- Mariano Agate, Mafia boss of Mazara del Vallo
- Born: Mariano Agate 19 May 1939 Mazara del Vallo, Sicily, Italy
- Died: 3 April 2013 (aged 73) Mazara del Vallo, Sicily, Italy
- Occupation: Mafia boss
- Years active: 1970s–2013
- Organization: Sicilian Mafia
- Known for: Boss of the Mazara del Vallo Mafia family
- Opponent: Antimafia
- Criminal status: Deceased
- Children: Epifanio Agate
- Conviction: Life imprisonment
- Criminal charge: Murder, drug trafficking, organized crime
- Penalty: Life sentence
- Accomplices: Totò Riina, Corleonesi, 'Ndrangheta clans

= Mariano Agate =

Member of the Sicilian Mafia

Mariano Agate (19 May 1939 in Mazara del Vallo - 3 April 2013 in Mazara del Vallo) was a member of the Sicilian Mafia. He was the boss of Mazara del Vallo Mafia family since the 1970s when he replaced the old boss Mariano Licari. He also was the boss of the mandamento of Mazara, including the Mafia families of Marsala, Salemi and Vita. Agate was a member of "Iside", one of the most powerful local Masonic lodges.

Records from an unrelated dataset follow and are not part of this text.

pub mod ansible;
pub mod case;
pub mod config;
pub mod env;
pub mod filter;
pub mod github;
pub mod matrix;
pub mod options;

pub use ansible::{Ansible, AnsibleError, Scenario};
pub use case::ToxCase;
pub use config::{Config, ConfigError, ConfigReader};
pub use env::{generate_environments, EnvError, EnvRegistry, Environment};
pub use filter::Filter;
pub use matrix::{Expandable, Matrix, MatrixAxis};
pub use options::{CliOptions, Options};
use clap::{ArgAction, Args, Parser, Subcommand, ValueEnum};
use color_eyre::eyre::{Result, WrapErr};
use std::collections::BTreeMap;
use std::path::{Path, PathBuf};
use tox_ansible_core::config::EMPTY_ENVIRONMENTS_EXIT_CODE;
use tox_ansible_core::github::{self, MatrixScope};
use tox_ansible_core::{generate_environments, CliOptions, Config, EnvError, Environment, Options};
use tracing_subscriber::EnvFilter;

#[derive(Parser)]
#[command(name = "tox-ansible")]
#[command(about = "Generate test environments for molecule scenarios and ansible-test", long_about = None)]
#[command(version)]
struct Cli {
    /// Project root to inspect
    #[arg(long, global = true, default_value = ".")]
    root: PathBuf,

    /// Configuration file (defaults to <root>/tox-ansible.toml)
    #[arg(long, global = true)]
    conf: Option<PathBuf>,

    /// Increase log verbosity (-v info, -vv debug)
    #[arg(short, long, global = true, action = ArgAction::Count)]
    verbose: u8,

    #[command(subcommand)]
    command: Commands,
}

#[derive(Subcommand)]
enum Commands {
    /// List environment names
    List(FilterArgs),
    /// Print the environments as JSON
    Config(FilterArgs),
    /// Emit the GitHub Actions job matrix
    Matrix(MatrixArgs),
}

#[derive(Args, Debug, Clone, Default)]
struct FilterArgs {
    /// Only keep scenarios with these names (env TOX_ANSIBLE_SCENARIO)
    #[arg(long = "ansible-scenario", value_name = "SCENARIO")]
    ansible_scenario: Vec<String>,

    /// Only keep scenarios using these drivers (env TOX_ANSIBLE_DRIVER)
    #[arg(long = "ansible-driver", value_name = "DRIVER")]
    ansible_driver: Vec<String>,

    /// Explicit environment selection, comma-separated (env TOXENV)
    #[arg(short = 'e', value_name = "ENVS")]
    envs: Vec<String>,

    /// Arguments forwarded to the generated commands
    #[arg(last = true)]
    posargs: Vec<String>,
}

#[derive(Args, Debug, Clone)]
struct MatrixArgs {
    /// Limit the matrix to one kind of ansible-test environment
    #[arg(long = "matrix-scope", value_enum, default_value_t = Scope::All)]
    matrix_scope: Scope,

    #[command(flatten)]
    filter: FilterArgs,
}

#[derive(ValueEnum, Debug, Clone, Copy, PartialEq, Eq)]
enum Scope {
    All,
    Sanity,
    Integration,
    Unit,
}

impl From<Scope> for MatrixScope {
    fn from(scope: Scope) -> Self {
        match scope {
            Scope::All => MatrixScope::All,
            Scope::Sanity => MatrixScope::Sanity,
            Scope::Integration => MatrixScope::Integration,
            Scope::Unit => MatrixScope::Unit,
        }
    }
}

impl FilterArgs {
    fn cli_options(&self) -> CliOptions {
        let given = |values: &Vec<String>| (!values.is_empty()).then(|| values.clone());
        CliOptions {
            scenario: given(&self.ansible_scenario),
            driver: given(&self.ansible_driver),
            envs: given(&self.envs),
            posargs: self.posargs.clone(),
        }
    }
}

fn main() -> Result<()> {
    color_eyre::install()?;
    let cli = Cli::parse();
    init_logging(cli.verbose);

    let root = cli.root.canonicalize().unwrap_or_else(|_| cli.root.clone());
    tracing::debug!(root = %root.display(), "inspecting project");
    let config = Config::load(&root, cli.conf.as_deref())
        .wrap_err_with(|| format!("Failed to load configuration for {}", root.display()))?;

    let args = match &cli.command {
        Commands::List(args) | Commands::Config(args) => args,
        Commands::Matrix(args) => &args.filter,
    };
    let options = Options::from_process_env(&args.cli_options(), &config.ansible);
    let envs = load_environments(&root, &config, &options)?;
    tracing::info!(count = envs.len(), "environments selected");

    match cli.command {
        Commands::List(_) => {
            for name in envs.keys() {
                println!("{}", name);
            }
        }
        Commands::Config(_) => {
            println!("{}", serde_json::to_string_pretty(&envs)?);
        }
        Commands::Matrix(args) => emit_matrix(&envs, args.matrix_scope.into())?,
    }

    Ok(())
}

/// Generates the environments, exiting with the dedicated code when none match.
fn load_environments(
    root: &Path,
    config: &Config,
    options: &Options,
) -> Result<BTreeMap<String, Environment>> {
    match generate_environments(root, config, options) {
        Ok(envs) => Ok(envs),
        Err(EnvError::EmptyEnvironmentSet) => {
            println!("****** No environments matched. This is a problem.");
            std::process::exit(EMPTY_ENVIRONMENTS_EXIT_CODE);
        }
        Err(e) => Err(e.into()),
    }
}

/// Writes the matrix to the step output file, or stdout outside of CI.
fn emit_matrix(envs: &BTreeMap<String, Environment>, scope: MatrixScope) -> Result<()> {
    let entries = github::matrix_entries(envs, scope);
    tracing::debug!(?scope, count = entries.len(), "matrix entries");
    match github::output_target(|key| std::env::var(key).ok())? {
        Some(path) => github::write_github_output(&path, &entries)?,
        None => println!("{}", github::render_pretty(&entries)?),
    }
    Ok(())
}

/// Installs the stderr log subscriber.
fn init_logging(verbose: u8) {
    let level = match verbose {
        0 => "warn",
        1 => "info",
        _ => "debug",
    };
    let filter = EnvFilter::try_from_default_env().unwrap_or_else(|_| EnvFilter::new(level));

    tracing_subscriber::fmt()
        .with_env_filter(filter)
        .with_target(false)
        .with_writer(std::io::stderr)
        .init();
}

#[cfg(test)]
mod tests {
    use super::*;
    use clap::CommandFactory;

    #[test]
    fn test_cli_definition() {
        Cli::command().debug_assert();
    }

    #[test]
    fn test_matrix_scope_argument() {
        let cli =
            Cli::try_parse_from(["tox-ansible", "matrix", "--matrix-scope", "sanity"]).unwrap();
        let Commands::Matrix(args) = cli.command else {
            panic!("expected the matrix command");
        };
        assert_eq!(MatrixScope::from(args.matrix_scope), MatrixScope::Sanity);

        let cli =
            Cli::try_parse_from(["tox-ansible", "matrix", "--ansible-driver", "docker"]).unwrap();
        let Commands::Matrix(args) = cli.command else {
            panic!("expected the matrix command");
        };
        assert_eq!(args.matrix_scope, Scope::All);
        assert_eq!(args.filter.ansible_driver, vec!["docker"]);
    }

    #[test]
    fn test_unknown_matrix_scope_is_rejected() {
        let nightly = ["tox-ansible", "matrix", "--matrix-scope", "nightly"];
        assert!(Cli::try_parse_from(nightly).is_err());
        let on_list = ["tox-ansible", "list", "--matrix-scope", "unit"];
        assert!(Cli::try_parse_from(on_list).is_err());
    }
}
//! Scenario naming templates.
//!
//! Templates use `$var` / `${var}` placeholders:
//!
//! | variable          | `roles/web/molecule/default` |
//! |-------------------|------------------------------|
//! | `path`            | `roles`                      |
//! | `parent`          | `web`                        |
//! | `name`            | `default`                    |
//! | `nondefault_name` | (empty)                      |
//!
//! `nondefault_name` is the name, except that `default` is dropped when the
//! scenario has a parent. Unknown placeholders are left untouched and `$$`
//! is a literal `$`. An empty template joins all segments with hyphens.

use regex::{Captures, Regex};
use std::sync::OnceLock;

use crate::ansible::Scenario;

const PLACEHOLDER_PATTERN: &str = r"(?i)\$(?:(\$)|\{([_a-z][_a-z0-9]*)\}|([_a-z][_a-z0-9]*))";

fn placeholder_regex() -> Option<&'static Regex> {
    static RE: OnceLock<Option<Regex>> = OnceLock::new();
    RE.get_or_init(|| Regex::new(PLACEHOLDER_PATTERN).ok()).as_ref()
}

/// Formats the scenario part of an environment name.
pub fn format_scenario_name(scenario: &Scenario, template: &str) -> String {
    let parts = scenario.name_segments();
    let Some((name, rest)) = parts.split_last() else {
        return String::new();
    };

    if template.is_empty() {
        return collapse_hyphens(&parts.join("-"));
    }

    let (path, parent) = match rest {
        [] => (String::new(), ""),
        [parent] => (String::new(), *parent),
        [path @ .., parent] => (path.join("-"), *parent),
    };
    let nondefault_name = if *name != "default" || parent.is_empty() {
        *name
    } else {
        ""
    };

    let lookup = |key: &str| match key {
        "path" => Some(path.as_str()),
        "parent" => Some(parent),
        "name" => Some(*name),
        "nondefault_name" => Some(nondefault_name),
        _ => None,
    };

    let formatted = match placeholder_regex() {
        Some(re) => re
            .replace_all(template, |caps: &Captures| {
                if caps.get(1).is_some() {
                    return "$".to_string();
                }
                let key = caps.get(2).or_else(|| caps.get(3)).map_or("", |m| m.as_str());
                match lookup(key) {
                    Some(value) => value.to_string(),
                    None => caps[0].to_string(),
                }
            })
            .into_owned(),
        None => template.to_string(),
    };

    collapse_hyphens(&formatted)
}

/// Strips leading/trailing hyphens and squeezes runs of hyphens.
pub fn collapse_hyphens(name: &str) -> String {
    let mut out = String::with_capacity(name.len());
    for part in name.split('-').filter(|p| !p.is_empty()) {
        if !out.is_empty() {
            out.push('-');
        }
        out.push_str(part);
    }
    out
}
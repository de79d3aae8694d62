// ABOUTME: Pure proctoring state machine for one assessment session
// ABOUTME: Combines face, tab-focus and mouse signals into compliant/warning/paused/failed
//
// SPDX-License-Identifier: MIT OR Apache-2.0
// Copyright (c) 2025 Pierre Fitness Intelligence

//! # Proctoring state machine
//!
//! The machine is inactive until the learner acknowledges the rules. After
//! that, any compliance signal dropping from `true` to `false` enters
//! [`ProctoringState::Warning`] with a fresh countdown. Restoring all three
//! signals during a warning pauses the session; only an explicit resume
//! acknowledgment returns it to [`ProctoringState::Compliant`]. A countdown
//! reaching zero fails the session, which is terminal.
//!
//! The machine owns no timers. It returns [`ProctoringEffect`]s that the
//! caller executes (start/cancel the 1-second countdown, restart the attempt).

use serde::{Deserialize, Serialize};

/// Countdown length in one-second ticks
pub const COUNTDOWN_SECONDS: u8 = 10;

/// One of the three independent compliance signals
#[derive(Debug, Clone, Copy, PartialEq, Eq, Hash, Serialize, Deserialize)]
#[serde(rename_all = "snake_case")]
pub enum Signal {
    /// A face is visible in the webcam stream
    FaceVisible,
    /// The assessment tab has focus
    TabFocused,
    /// The mouse pointer is inside the page
    MouseInPage,
}

/// Latest sampled value of every signal
#[derive(Debug, Clone, Copy, PartialEq, Eq, Serialize, Deserialize)]
pub struct Signals {
    /// Face visible
    pub face_visible: bool,
    /// Tab focused
    pub tab_focused: bool,
    /// Mouse in page
    pub mouse_in_page: bool,
}

impl Default for Signals {
    fn default() -> Self {
        Self {
            face_visible: true,
            tab_focused: true,
            mouse_in_page: true,
        }
    }
}

impl Signals {
    /// All three signals are true
    #[must_use]
    pub const fn all_compliant(&self) -> bool {
        self.face_visible && self.tab_focused && self.mouse_in_page
    }

    /// Current value of one signal
    #[must_use]
    pub const fn get(&self, signal: Signal) -> bool {
        match signal {
            Signal::FaceVisible => self.face_visible,
            Signal::TabFocused => self.tab_focused,
            Signal::MouseInPage => self.mouse_in_page,
        }
    }

    /// Set one signal and return its previous value
    pub fn set(&mut self, signal: Signal, value: bool) -> bool {
        let slot = match signal {
            Signal::FaceVisible => &mut self.face_visible,
            Signal::TabFocused => &mut self.tab_focused,
            Signal::MouseInPage => &mut self.mouse_in_page,
        };
        std::mem::replace(slot, value)
    }
}

/// Observable proctoring state
#[derive(Debug, Clone, Copy, PartialEq, Eq, Serialize, Deserialize)]
#[serde(tag = "state", rename_all = "snake_case")]
pub enum ProctoringState {
    /// Rules not yet acknowledged
    Inactive,
    /// All signals fine
    Compliant,
    /// A signal dropped; the countdown is running
    Warning {
        /// Seconds left before the session fails
        remaining: u8,
    },
    /// Compliance restored; waiting for the learner to resume
    Paused,
    /// Countdown expired; the attempt must restart from scratch
    Failed,
}

/// Inputs accepted by the machine
#[derive(Debug, Clone, Copy, PartialEq, Eq, Serialize, Deserialize)]
#[serde(tag = "event", rename_all = "snake_case")]
pub enum ProctoringEvent {
    /// Learner accepted the proctoring rules
    RulesAcknowledged,
    /// A signal was sampled
    SignalChanged {
        /// Which signal
        signal: Signal,
        /// Sampled value
        value: bool,
    },
    /// One second elapsed on the countdown
    Tick,
    /// Learner pressed "I Understand, Resume"
    ResumeAcknowledged,
}

/// Side effects the caller must perform after a transition
#[derive(Debug, Clone, Copy, PartialEq, Eq)]
pub enum ProctoringEffect {
    /// (Re)start the countdown timer, replacing any running one
    StartCountdown,
    /// Stop the countdown timer
    CancelCountdown,
    /// Hard-restart the assessment attempt, discarding unsaved answers
    RestartAttempt,
}

/// Proctoring state machine
#[derive(Debug, Clone)]
pub struct ProctoringMachine {
    state: ProctoringState,
    signals: Signals,
    countdown_seconds: u8,
}

impl Default for ProctoringMachine {
    fn default() -> Self {
        Self::new()
    }
}

impl ProctoringMachine {
    /// Create an inactive machine with the standard countdown
    #[must_use]
    pub fn new() -> Self {
        Self::with_countdown(COUNTDOWN_SECONDS)
    }

    /// Create an inactive machine with a custom countdown length (at least 1)
    #[must_use]
    pub fn with_countdown(countdown_seconds: u8) -> Self {
        Self {
            state: ProctoringState::Inactive,
            signals: Signals::default(),
            countdown_seconds: countdown_seconds.max(1),
        }
    }

    /// Current state
    #[must_use]
    pub const fn state(&self) -> ProctoringState {
        self.state
    }

    /// Latest signal values
    #[must_use]
    pub const fn signals(&self) -> Signals {
        self.signals
    }

    /// Terminal failure reached
    #[must_use]
    pub const fn is_failed(&self) -> bool {
        matches!(self.state, ProctoringState::Failed)
    }

    /// Apply one event and return the effects to execute
    pub fn handle(&mut self, event: ProctoringEvent) -> Vec<ProctoringEffect> {
        if self.is_failed() {
            return Vec::new();
        }

        match event {
            ProctoringEvent::RulesAcknowledged => self.on_rules_acknowledged(),
            ProctoringEvent::SignalChanged { signal, value } => self.on_signal(signal, value),
            ProctoringEvent::Tick => self.on_tick(),
            ProctoringEvent::ResumeAcknowledged => self.on_resume(),
        }
    }

    fn enter_warning(&mut self) -> Vec<ProctoringEffect> {
        self.state = ProctoringState::Warning {
            remaining: self.countdown_seconds,
        };
        vec![ProctoringEffect::StartCountdown]
    }

    fn on_rules_acknowledged(&mut self) -> Vec<ProctoringEffect> {
        if self.state != ProctoringState::Inactive {
            return Vec::new();
        }
        if self.signals.all_compliant() {
            self.state = ProctoringState::Compliant;
            Vec::new()
        } else {
            self.enter_warning()
        }
    }

    fn on_signal(&mut self, signal: Signal, value: bool) -> Vec<ProctoringEffect> {
        let previous = self.signals.set(signal, value);

        match self.state {
            ProctoringState::Compliant | ProctoringState::Warning { .. } if previous && !value => {
                self.enter_warning()
            }
            ProctoringState::Warning { .. } if value && self.signals.all_compliant() => {
                self.state = ProctoringState::Paused;
                vec![ProctoringEffect::CancelCountdown]
            }
            // Paused: drops are only recorded; the resume step evaluates them.
            _ => Vec::new(),
        }
    }

    fn on_tick(&mut self) -> Vec<ProctoringEffect> {
        let ProctoringState::Warning { remaining } = self.state else {
            return Vec::new();
        };

        let remaining = remaining.saturating_sub(1);
        if remaining == 0 {
            self.state = ProctoringState::Failed;
            vec![
                ProctoringEffect::CancelCountdown,
                ProctoringEffect::RestartAttempt,
            ]
        } else {
            self.state = ProctoringState::Warning { remaining };
            Vec::new()
        }
    }

    fn on_resume(&mut self) -> Vec<ProctoringEffect> {
        if self.state != ProctoringState::Paused {
            return Vec::new();
        }
        if self.signals.all_compliant() {
            self.state = ProctoringState::Compliant;
            Vec::new()
        } else {
            self.enter_warning()
        }
    }
}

In the 1980s, Agate supported the Corleonesi faction during the Second Mafia War and became the most important ally of Totò Riina in the province of Trapani. He also became a member of the Sicilian Mafia Commission.

Agate was arrested in 1982 for heroin trafficking. In 1985 he was sentenced to life for several murders, including those of judge Giacomo Ciaccio Montalto and the mayor of Castelvetrano, Vito Lipari. Agate was arrested again in 1992, after his release the year before. He was sentenced for life for the murders of the Antimafia judges Giovanni Falcone and Paolo Borsellino.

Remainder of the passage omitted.